Because of their low membrane water permeability, Xenopus laevis oocytes have been useful for functional analysis of aquaporins (2). Although AQP1 was found to be selectively permeable to water, other members of the protein family subsequently were found to have somewhat broader permeability. Thus, the mammalian aquaporins include a subset of proteins highly selective for water (orthodox aquaporins) and a subset permeated by water plus glycerol (aquaglyceroporins) (4). Interestingly, Escherichia coli has one member of each subgroup: aquaporin-Z (AqpZ) is permeable to water but not glycerol (5), whereas glycerol facilitator (GlpF) is permeable to both water and glycerol (6). The atomic structure of the human red cell AQP1 (7) provided detailed understanding of the aqueous pathway in each subunit of the tetramer. In addition, high-resolution structural analysis of GlpF revealed that the space at the fourfold axis of symmetry resembles the known structure of ion channels (8).
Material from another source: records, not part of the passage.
//! Batch extraction over loader-supplied call sites and import entries.
//!
//! Inputs are capped by [`BudgetCaps`], expanded through the generators
//! (on the rayon pool for large inputs), and folded into a [`FeatureSet`].
//! Folding happens in input order, so the result does not depend on which
//! path ran.

use rayon::prelude::*;
use serde::{Deserialize, Serialize};
use tracing::{debug, warn};

use super::api::generate_api_features;
use super::import::generate_import_features;
use super::types::{CallSite, Feature, FeatureSet, ImportEntry};
use crate::config::{ExtractionConfig, MalformedPolicy};
use crate::error::{FeatureError, Result};

/// Bookkeeping for one extraction run.
#[derive(Debug, Clone, Default, PartialEq, Eq, Serialize, Deserialize)]
pub struct ExtractionReport {
    pub api_calls_total: usize,
    pub api_calls_examined: usize,
    pub imports_total: usize,
    pub imports_examined: usize,
    /// API names dropped under [`MalformedPolicy::Skip`], in input order.
    pub skipped_malformed: Vec<String>,
}

impl ExtractionReport {
    pub fn hit_api_limit(&self) -> bool {
        self.api_calls_examined < self.api_calls_total
    }

    pub fn hit_import_limit(&self) -> bool {
        self.imports_examined < self.imports_total
    }

    /// Budget overruns as errors, for callers that surface them.
    pub fn budget_errors(&self) -> Vec<FeatureError> {
        let mut out = Vec::new();
        if self.hit_api_limit() {
            out.push(FeatureError::BudgetExceeded {
                resource: "api_calls".to_string(),
                used: self.api_calls_total,
                limit: self.api_calls_examined,
            });
        }
        if self.hit_import_limit() {
            out.push(FeatureError::BudgetExceeded {
                resource: "imports".to_string(),
                used: self.imports_total,
                limit: self.imports_examined,
            });
        }
        out
    }

    fn absorb(&mut self, other: ExtractionReport) {
        self.api_calls_total += other.api_calls_total;
        self.api_calls_examined += other.api_calls_examined;
        self.imports_total += other.imports_total;
        self.imports_examined += other.imports_examined;
        self.skipped_malformed.extend(other.skipped_malformed);
    }
}

/// Features plus the report describing how they were produced.
#[derive(Debug, Clone, Default, PartialEq, Eq, Serialize, Deserialize)]
pub struct Extraction {
    pub features: FeatureSet,
    pub report: ExtractionReport,
}

/// Expand call-site references into API features.
pub fn extract_api_features(calls: &[CallSite], cfg: &ExtractionConfig) -> Result<Extraction> {
    let limit = calls.len().min(cfg.caps.max_api_calls);
    let batch = &calls[..limit];
    if limit < calls.len() {
        warn!(
            total = calls.len(),
            limit,
            "API call budget exhausted; truncating input"
        );
    }

    let expanded: Vec<Result<Vec<(Feature, u64)>>> = if batch.len() >= cfg.parallel_threshold {
        batch
            .par_iter()
            .map(|c| generate_api_features(&c.api, c.va))
            .collect()
    } else {
        batch
            .iter()
            .map(|c| generate_api_features(&c.api, c.va))
            .collect()
    };

    let mut out = Extraction::default();
    for (call, result) in batch.iter().zip(expanded) {
        match result {
            Ok(pairs) => out.features.extend(pairs),
            Err(err) => match cfg.malformed {
                MalformedPolicy::Fail => return Err(crate::log_error!(err, "extract_api_features")),
                MalformedPolicy::Skip => {
                    warn!(api = %call.api, va = call.va, error = %err, "Skipping malformed API name");
                    out.report.skipped_malformed.push(call.api.clone());
                }
            },
        }
    }

    out.report.api_calls_total = calls.len();
    out.report.api_calls_examined = limit;
    debug!(
        calls = limit,
        features = out.features.len(),
        skipped = out.report.skipped_malformed.len(),
        "API features extracted"
    );
    Ok(out)
}

/// Expand import-table entries into import features.
pub fn extract_import_features(imports: &[ImportEntry], cfg: &ExtractionConfig) -> Extraction {
    let limit = imports.len().min(cfg.caps.max_imports);
    let batch = &imports[..limit];
    if limit < imports.len() {
        warn!(
            total = imports.len(),
            limit,
            "Import budget exhausted; truncating input"
        );
    }

    let expanded: Vec<Vec<(Feature, u64)>> = if batch.len() >= cfg.parallel_threshold {
        batch
            .par_iter()
            .map(|e| generate_import_features(&e.dll, &e.symbol, e.va))
            .collect()
    } else {
        batch
            .iter()
            .map(|e| generate_import_features(&e.dll, &e.symbol, e.va))
            .collect()
    };

    let mut out = Extraction::default();
    out.features.extend(expanded.into_iter().flatten());
    out.report.imports_total = imports.len();
    out.report.imports_examined = limit;
    debug!(
        imports = limit,
        features = out.features.len(),
        "Import features extracted"
    );
    out
}

/// Extract API and import features from one binary's symbol data.
pub fn extract_features(
    calls: &[CallSite],
    imports: &[ImportEntry],
    cfg: &ExtractionConfig,
) -> Result<Extraction> {
    let span = crate::span_trace!(
        "extract_features",
        calls = calls.len(),
        imports = imports.len()
    );
    let _guard = span.enter();

    let mut out = extract_import_features(imports, cfg);
    let api = extract_api_features(calls, cfg)?;
    out.features.merge(api.features);
    out.report.absorb(api.report);
    Ok(out)
}
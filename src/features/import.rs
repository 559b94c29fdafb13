//! Import feature generation for import-table entries.

use super::naming::{is_ordinal, strip_aw_suffix};
use super::types::Feature;

/// Expand a `(dll, symbol)` import into every spelling a rule may use.
///
/// For `kernel32` / `CreateFileA` this yields:
///   - `kernel32.CreateFileA`
///   - `CreateFileA`
///   - `kernel32.CreateFile`
///   - `CreateFile`
///
/// Ordinal imports (`#12`) only appear module-qualified, since a bare ordinal
/// says nothing about which function was imported.
pub fn generate_import_features(dll: &str, symbol: &str, va: u64) -> Vec<(Feature, u64)> {
    let ordinal = is_ordinal(symbol);
    let mut out = Vec::with_capacity(4);

    out.push((Feature::import(format!("{dll}.{symbol}")), va));
    if !ordinal {
        out.push((Feature::import(symbol), va));
    }

    if let Some(base) = strip_aw_suffix(symbol) {
        out.push((Feature::import(format!("{dll}.{base}")), va));
        if !ordinal {
            out.push((Feature::import(base), va));
        }
    }

    out
}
Several studies have suggested that some aquaporins may be permeated by ions, raising the question of whether this is a general property of aquaporins. Before molecular water channels were discovered, major intrinsic protein of lens (now known as AQP0) was reported to conduct anions in a voltage-dependent manner when added to planar lipid bilayers (9) but not when expressed in Xenopus oocytes (10). Nodulin 26 (Nod26), a nodule-specific symbiosome membrane from soybean, also showed anion conductance when added to planar lipid bilayers (11), whereas Nod26 in symbiosome membranes is permeated by water plus glycerol (12). AQP1 expressed in oocytes originally was shown to be permeable to water, but membrane currents were not detected (2). A subsequent report described cation conductance in oocytes expressing AQP1 after stimulation by forskolin (13) but this was not reproduced in multiple other laboratories (14). In a recent study, it was reported that cGMP stimulated ion conductance in oocytes expressing AQP1 but not AQP5 (15). AQP6 resides exclusively in intracellular vesicles of renal epithelia (16), but expression in Xenopus oocytes revealed anion conductance after pharmacological treatment with Hg2+ or exposure to low but physiologic pH environments (17).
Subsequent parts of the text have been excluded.